Hiobowscy też byli na tym spotkaniu. Stali na sali i akurat w tym momencie jakiś facet stojący obok taty Łukaszka zapytał:
- Uważa pan, że ta kobieta ma rację?
- Rację w czym? - tata Łukaszka był ostrożny.
- No, że pyta o to pytanie.
- Tak. Ma rację, radny zostawił niedokończone sprawy i należałoby je...

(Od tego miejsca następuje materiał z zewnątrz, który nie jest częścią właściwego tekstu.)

use crate::domain::RelayIdentity;
use serde::{Deserialize, Serialize};
use std::fs;
use std::io;
use std::path::{Path, PathBuf};
use std::time::Duration;
use thiserror::Error;

pub const DEFAULT_RELAY_ENDPOINT: &str = "https://api.emailjs.com/api/v1.0/email/send";
pub const DEFAULT_TO_NAME: &str = "Orbit-Ops Team";
pub const DEFAULT_FALLBACK_EMAIL: &str = "orbitopsdev@gmail.com";

#[derive(Debug, Error)]
pub enum ResolveStateDirError {
    #[error("home directory not found")]
    HomeDirNotFound,
}

pub fn resolve_state_dir() -> Result<PathBuf, ResolveStateDirError> {
    if let Some(override_dir) = std::env::var_os("ORBIT_TERMINAL_HOME") {
        return Ok(PathBuf::from(override_dir));
    }

    let Some(home) = dirs::home_dir() else {
        return Err(ResolveStateDirError::HomeDirNotFound);
    };
    Ok(home.join(".orbit-terminal"))
}

pub fn default_config_path(state_dir: &Path) -> PathBuf {
    state_dir.join("config.json")
}

#[derive(Clone, Debug, Eq, PartialEq, Serialize, Deserialize)]
#[serde(default)]
pub struct RelaySettings {
    pub endpoint: String,
    pub service_id: String,
    pub template_id: String,
    pub public_key: String,
    /// `0` means wait forever.
    pub timeout_secs: u64,
}

impl Default for RelaySettings {
    fn default() -> Self {
        Self {
            endpoint: DEFAULT_RELAY_ENDPOINT.to_string(),
            service_id: String::new(),
            template_id: String::new(),
            public_key: String::new(),
            timeout_secs: 30,
        }
    }
}

impl RelaySettings {
    pub fn identity(&self) -> RelayIdentity {
        RelayIdentity {
            service_id: self.service_id.clone(),
            template_id: self.template_id.clone(),
            public_key: self.public_key.clone(),
        }
    }

    pub fn timeout(&self) -> Option<Duration> {
        (self.timeout_secs > 0).then(|| Duration::from_secs(self.timeout_secs))
    }
}

#[derive(Clone, Debug, Eq, PartialEq, Serialize, Deserialize)]
#[serde(default)]
pub struct ContactSettings {
    pub to_name: String,
    pub fallback_email: String,
}

impl Default for ContactSettings {
    fn default() -> Self {
        Self {
            to_name: DEFAULT_TO_NAME.to_string(),
            fallback_email: DEFAULT_FALLBACK_EMAIL.to_string(),
        }
    }
}

#[derive(Clone, Copy, Debug, Eq, PartialEq, Serialize, Deserialize)]
#[serde(default)]
pub struct PacingSettings {
    pub per_char_ms: u64,
    pub processing_ms: u64,
    pub welcome_ms: u64,
}

impl Default for PacingSettings {
    fn default() -> Self {
        Self {
            per_char_ms: 10,
            processing_ms: 300,
            welcome_ms: 500,
        }
    }
}

impl PacingSettings {
    pub fn instant() -> Self {
        Self {
            per_char_ms: 0,
            processing_ms: 0,
            welcome_ms: 0,
        }
    }
}

#[derive(Clone, Debug, Default, Eq, PartialEq, Serialize, Deserialize)]
#[serde(default)]
pub struct TerminalConfig {
    pub relay: RelaySettings,
    pub contact: ContactSettings,
    pub pacing: PacingSettings,
}

#[derive(Debug, Error)]
pub enum LoadConfigError {
    #[error("failed to read config {path}: {source}")]
    Read { path: String, source: io::Error },

    #[error("failed to parse config {path}: {source}")]
    Parse {
        path: String,
        source: serde_json::Error,
    },
}

/// Reads `path` if it exists; a missing file yields the defaults.
pub fn load_config(path: &Path) -> Result<TerminalConfig, LoadConfigError> {
    let raw = match fs::read_to_string(path) {
        Ok(raw) => raw,
        Err(error) if error.kind() == io::ErrorKind::NotFound => {
            return Ok(TerminalConfig::default());
        }
        Err(source) => {
            return Err(LoadConfigError::Read {
                path: path.display().to_string(),
                source,
            });
        }
    };

    serde_json::from_str(&raw).map_err(|source| LoadConfigError::Parse {
        path: path.display().to_string(),
        source,
    })
}

pub fn apply_env_overrides<F>(config: &mut TerminalConfig, lookup: F)
where
    F: Fn(&str) -> Option<String>,
{
    let non_empty = |key: &str| lookup(key).filter(|value| !value.trim().is_empty());

    if let Some(value) = non_empty("ORBIT_RELAY_ENDPOINT") {
        config.relay.endpoint = value;
    }
    if let Some(value) = non_empty("ORBIT_RELAY_SERVICE_ID") {
        config.relay.service_id = value;
    }
    if let Some(value) = non_empty("ORBIT_RELAY_TEMPLATE_ID") {
        config.relay.template_id = value;
    }
    if let Some(value) = non_empty("ORBIT_RELAY_PUBLIC_KEY") {
        config.relay.public_key = value;
    }
}

pub fn load_config_with_env(path: &Path) -> Result<TerminalConfig, LoadConfigError> {
    let mut config = load_config(path)?;
    apply_env_overrides(&mut config, |key| std::env::var(key).ok());
    Ok(config)
}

- Tak myślałem - przerwał mu ze złością pan. - Po pierwsze, powinien pan popracować nad swoim krawatem, jeśli chce pan występować publicznie!
- Ale co to ma do...
- A poza tym, jak pan może popierać osobę, która w swoim wystąpieniu wykorzystuje do ohydnej walki politycznej głodujące dzieci w Somalii!
- Pan się myli - wtrąciła się babcia Łukaszka. - Ona nic takiego nie mówiła. Gdzie w jej wystąpieniu pojawiły się głodujące dzieci w Somalii?
- Dlaczego pytacie o to mnie? - pan zrobił oczy okrągłe ze zdziwienia. - Przecież to jej wystąpienie. Ją pytajcie!
I pokazał starszą panią przy mikrofonie po czym wyszedł.